Task instructions
Pull each line holding the word "iter" from the data.

*** Opening of Source data ***

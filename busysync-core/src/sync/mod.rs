//! The reconciliation engine.
//!
//! A pass lists both calendars, plans every change against the state store,
//! then applies the plan one event at a time, committing after each event.

mod apply;
mod orphan;
mod plan;
mod skip;

use std::collections::HashSet;
use std::fmt;
use std::path::Path;

use serde::{Deserialize, Serialize};
use tracing::{debug, error, info, warn};

use crate::backend::CalendarBackend;
use crate::config::SyncConfig;
use crate::error::{SyncError, SyncResult};
use crate::event::{Event, EventKey};
use crate::fingerprint::source_digest;
use crate::preflight::{PreflightCheck, all_passed, run_checks};
use crate::sanitize::{is_managed, source_marker_digest};
use crate::store::{Authority, MigrateResult, MigrateScope, PairId, PairStatus, StateStore, SyncRecord};

pub use apply::title_mode;
pub use orphan::OrphanIndex;
pub use plan::{CalendarView, ChangeKind, Plan, Planner, SyncAction};
pub use skip::{SkipPolicy, SkipReason};

use apply::Applier;

/// How a pass ended.
#[derive(Debug, Clone, Copy, PartialEq, Eq, Serialize, Deserialize)]
#[serde(rename_all = "kebab-case")]
pub enum PassOutcome {
    Clean,
    CompletedWithErrors,
    /// A backend or the store failed mid-pass; earlier commits stand.
    Interrupted,
}

/// Counters of one pass.
#[derive(Debug, Clone, Default, PartialEq, Eq, Serialize, Deserialize)]
pub struct PassResult {
    pub added: usize,
    pub modified: usize,
    pub deleted: usize,
    pub errors: usize,
    pub skipped: usize,
    pub dry_run: bool,
    /// One line per failed event
    pub failures: Vec<String>,
    pub interrupted: Option<String>,
}

impl PassResult {
    fn count(&mut self, kind: ChangeKind) {
        match kind {
            ChangeKind::Added => self.added += 1,
            ChangeKind::Modified => self.modified += 1,
            ChangeKind::Deleted => self.deleted += 1,
        }
    }

    pub fn changes(&self) -> usize {
        self.added + self.modified + self.deleted
    }

    pub fn outcome(&self) -> PassOutcome {
        if self.interrupted.is_some() {
            PassOutcome::Interrupted
        } else if self.errors > 0 {
            PassOutcome::CompletedWithErrors
        } else {
            PassOutcome::Clean
        }
    }
}

impl fmt::Display for PassResult {
    fn fmt(&self, f: &mut fmt::Formatter<'_>) -> fmt::Result {
        write!(
            f,
            "Added: {}, Modified: {}, Deleted: {}, Errors: {}",
            self.added, self.modified, self.deleted, self.errors
        )
    }
}

#[derive(Debug, Clone, Default, PartialEq, Eq, Serialize, Deserialize)]
pub struct ClearResult {
    pub primary_deleted: usize,
    pub secondary_deleted: usize,
    pub errors: usize,
    pub records_removed: usize,
    pub dry_run: bool,
}

impl ClearResult {
    pub fn events_deleted(&self) -> usize {
        self.primary_deleted + self.secondary_deleted
    }
}

/// Agreement between the store and the two calendars after a pass.
#[derive(Debug, Clone, Default, PartialEq, Eq, Serialize, Deserialize)]
pub struct VerifyReport {
    pub healthy: usize,
    pub missing_source: usize,
    pub missing_mirror: usize,
    /// Managed events with no record on either side
    pub untracked_managed: usize,
}

impl VerifyReport {
    pub fn is_consistent(&self) -> bool {
        self.missing_source == 0 && self.missing_mirror == 0 && self.untracked_managed == 0
    }
}

/// Reconciles one calendar pair. Both sides may be served by the same backend.
pub struct Engine<'a> {
    config: SyncConfig,
    primary: &'a dyn CalendarBackend,
    secondary: &'a dyn CalendarBackend,
}

impl<'a> Engine<'a> {
    pub fn new(
        config: SyncConfig,
        primary: &'a dyn CalendarBackend,
        secondary: &'a dyn CalendarBackend,
    ) -> Self {
        Engine {
            config,
            primary,
            secondary,
        }
    }

    pub fn config(&self) -> &SyncConfig {
        &self.config
    }

    pub fn preflight(&self) -> Vec<PreflightCheck> {
        run_checks(&self.config, self.primary, self.secondary)
    }

    /// Validate, run preflight, and open the store. Nothing is written before this succeeds.
    fn ensure_ready(&self) -> SyncResult<StateStore> {
        self.config.validate()?;

        let checks = self.preflight();
        if !all_passed(&checks) {
            return Err(SyncError::Aborted(checks));
        }

        StateStore::open(&self.config.state_db)
    }

    #[tracing::instrument(skip(self), fields(pair = %self.config.pair(), direction = %self.config.direction, dry_run = self.config.dry_run))]
    pub fn run_pass(&self) -> SyncResult<PassResult> {
        let mut store = self.ensure_ready()?;
        let snapshot = self.snapshot(&store)?;
        Ok(self.pass(&mut store, snapshot))
    }

    /// Clear the pair, then run a pass from scratch.
    ///
    /// The pass plans against what the clear left behind, so a dry run counts
    /// the same changes a real refresh makes.
    #[tracing::instrument(skip(self), fields(pair = %self.config.pair(), dry_run = self.config.dry_run))]
    pub fn refresh(&self) -> SyncResult<PassResult> {
        let mut store = self.ensure_ready()?;
        let mut snapshot = self.snapshot(&store)?;
        let cleared = self.clear_with(&store, &mut snapshot)?;
        let mut result = self.pass(&mut store, snapshot);
        result.errors += cleared.errors;
        Ok(result)
    }

    /// Delete the pair's mirrors in the calendars this direction writes to and
    /// forget every record of the pair. Mirrors of other pairs are left alone.
    pub fn clear(&self) -> SyncResult<ClearResult> {
        let store = self.ensure_ready()?;
        let mut snapshot = self.snapshot(&store)?;
        self.clear_with(&store, &mut snapshot)
    }

    /// Compare the store with what is actually in both calendars. Read-only.
    pub fn verify(&self) -> SyncResult<VerifyReport> {
        self.config.validate()?;
        let store = StateStore::open(&self.config.state_db)?;
        let Snapshot {
            primary: primary_events,
            secondary: secondary_events,
            records,
        } = self.snapshot(&store)?;

        let primary_keys: HashSet<EventKey> = primary_events.iter().map(|e| e.key()).collect();
        let secondary_keys: HashSet<EventKey> = secondary_events.iter().map(|e| e.key()).collect();

        let mut report = VerifyReport::default();
        let mut tracked_primary = HashSet::new();
        let mut tracked_secondary = HashSet::new();

        for record in &records {
            let primary_key = EventKey::parse(&record.primary_key);
            let secondary_key = EventKey::parse(&record.secondary_key);
            let primary_present = primary_keys.contains(&primary_key);
            let secondary_present = secondary_keys.contains(&secondary_key);
            tracked_primary.insert(primary_key);
            tracked_secondary.insert(secondary_key);

            let (source_present, mirror_present) = match record.authority {
                Authority::Primary => (primary_present, secondary_present),
                Authority::Secondary => (secondary_present, primary_present),
            };

            if !source_present {
                warn!(source = %record.source_key(), "tracked source is missing");
                report.missing_source += 1;
            }
            if !mirror_present {
                warn!(mirror = %record.mirror_key(), "tracked mirror is missing");
                report.missing_mirror += 1;
            }
            if source_present && mirror_present {
                report.healthy += 1;
            }
        }

        report.untracked_managed = primary_events
            .iter()
            .filter(|e| is_managed(e) && !tracked_primary.contains(&e.key()))
            .chain(
                secondary_events
                    .iter()
                    .filter(|e| is_managed(e) && !tracked_secondary.contains(&e.key())),
            )
            .count();

        info!(
            healthy = report.healthy,
            missing_source = report.missing_source,
            missing_mirror = report.missing_mirror,
            untracked = report.untracked_managed,
            "verified {}",
            self.config.pair()
        );
        Ok(report)
    }

    fn snapshot(&self, store: &StateStore) -> SyncResult<Snapshot> {
        let snapshot = Snapshot {
            primary: self.primary.list(&self.config.primary_calendar)?,
            secondary: self.secondary.list(&self.config.secondary_calendar)?,
            records: store.list_for_pair(&self.config.pair())?,
        };
        debug!(
            primary = snapshot.primary.len(),
            secondary = snapshot.secondary.len(),
            records = snapshot.records.len(),
            "loaded calendars"
        );
        Ok(snapshot)
    }

    fn pass(&self, store: &mut StateStore, snapshot: Snapshot) -> PassResult {
        let Snapshot {
            primary: primary_events,
            secondary: secondary_events,
            records,
        } = snapshot;

        let planner = Planner::new(
            &self.config,
            &primary_events,
            &secondary_events,
            &records,
            self.primary,
            self.secondary,
        );
        let plan = planner.plan(&records);
        debug!(actions = plan.actions.len(), skipped = plan.skipped, "planned");

        let mut result = PassResult {
            skipped: plan.skipped,
            dry_run: self.config.dry_run,
            ..PassResult::default()
        };
        Applier::new(&self.config, store, self.primary, self.secondary).apply(plan.actions, &mut result);

        match result.outcome() {
            PassOutcome::Interrupted => error!(%result, "pass interrupted"),
            PassOutcome::CompletedWithErrors => warn!(%result, "pass completed with errors"),
            PassOutcome::Clean => info!(%result, skipped = result.skipped, "pass complete"),
        }
        result
    }

    /// Delete this pair's mirrors and records, pruning `snapshot` to match.
    ///
    /// In a dry run nothing is written but the snapshot is pruned all the
    /// same, so whatever is planned against it afterwards sees the cleared state.
    fn clear_with(&self, store: &StateStore, snapshot: &mut Snapshot) -> SyncResult<ClearResult> {
        let pair = self.config.pair();
        let dry_run = self.config.dry_run;
        let mut result = ClearResult {
            dry_run,
            ..ClearResult::default()
        };

        for &authority in self.config.direction.authorities() {
            let mirror_keys: HashSet<EventKey> = snapshot
                .records
                .iter()
                .filter(|r| r.authority == authority)
                .map(|r| r.mirror_key())
                .collect();

            let (sources, mirrors, calendar, backend) = match authority {
                Authority::Primary => (
                    &snapshot.primary,
                    &mut snapshot.secondary,
                    self.config.secondary_calendar.as_str(),
                    self.secondary,
                ),
                Authority::Secondary => (
                    &snapshot.secondary,
                    &mut snapshot.primary,
                    self.config.primary_calendar.as_str(),
                    self.primary,
                ),
            };

            let source_digests: HashSet<String> = sources
                .iter()
                .filter(|e| !is_managed(e))
                .map(|e| source_digest(&e.key()))
                .collect();
            let owned = |event: &Event| {
                is_managed(event)
                    && (mirror_keys.contains(&event.key())
                        || source_marker_digest(event).is_some_and(|d| source_digests.contains(&d)))
            };

            let mut deleted = 0;
            let mut kept = Vec::with_capacity(mirrors.len());
            for event in std::mem::take(mirrors) {
                if !owned(&event) {
                    kept.push(event);
                    continue;
                }
                if dry_run {
                    info!(calendar, uid = %event.uid, "would delete {}", event);
                    deleted += 1;
                    continue;
                }
                match backend.delete(calendar, &event.uid, event.recurrence_key.as_ref()) {
                    Ok(()) | Err(SyncError::NotFound(_)) => deleted += 1,
                    Err(e) if e.is_per_event() => {
                        error!(calendar, uid = %event.uid, error = %e, "failed to delete mirror");
                        result.errors += 1;
                        kept.push(event);
                    }
                    Err(e) => return Err(e),
                }
            }
            *mirrors = kept;

            match authority {
                Authority::Primary => result.secondary_deleted = deleted,
                Authority::Secondary => result.primary_deleted = deleted,
            }
        }

        result.records_removed = if dry_run {
            snapshot.records.len()
        } else {
            store.clear_pair(&pair)?
        };
        snapshot.records.clear();

        info!(
            events = result.events_deleted(),
            records = result.records_removed,
            errors = result.errors,
            dry_run,
            "cleared {}",
            pair
        );
        Ok(result)
    }
}

/// Both calendars and the pair's records, listed once per operation.
struct Snapshot {
    primary: Vec<Event>,
    secondary: Vec<Event>,
    records: Vec<SyncRecord>,
}

/// Record counts for one pair.
pub fn status(state_db: &Path, pair: &PairId) -> SyncResult<PairStatus> {
    StateStore::open(state_db)?.status(pair)
}

/// Repoint stored records from `old_id` to `new_id`, e.g. after a calendar was
/// re-created under a new id.
pub fn migrate(
    state_db: &Path,
    old_id: &str,
    new_id: &str,
    scope: MigrateScope,
    dry_run: bool,
) -> SyncResult<MigrateResult> {
    if old_id.trim().is_empty() || new_id.trim().is_empty() {
        return Err(SyncError::Config("Calendar ids must not be empty".into()));
    }
    if old_id == new_id {
        return Err(SyncError::Config(format!("'{}' is already the current id", old_id)));
    }

    let mut store = StateStore::open(state_db)?;
    let result = store.migrate_calendar_id(old_id, new_id, scope, dry_run)?;
    info!(
        old_id,
        new_id,
        primary = result.primary_rows,
        secondary = result.secondary_rows,
        dry_run,
        "migrated calendar id"
    );
    Ok(result)
}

*** Close of Source data ***

Result of this task
        let primary_keys: HashSet<EventKey> = primary_events.iter().map(|e| e.key()).collect();
        let secondary_keys: HashSet<EventKey> = secondary_events.iter().map(|e| e.key()).collect();
            .iter()
                    .iter()
                .iter()
                .iter()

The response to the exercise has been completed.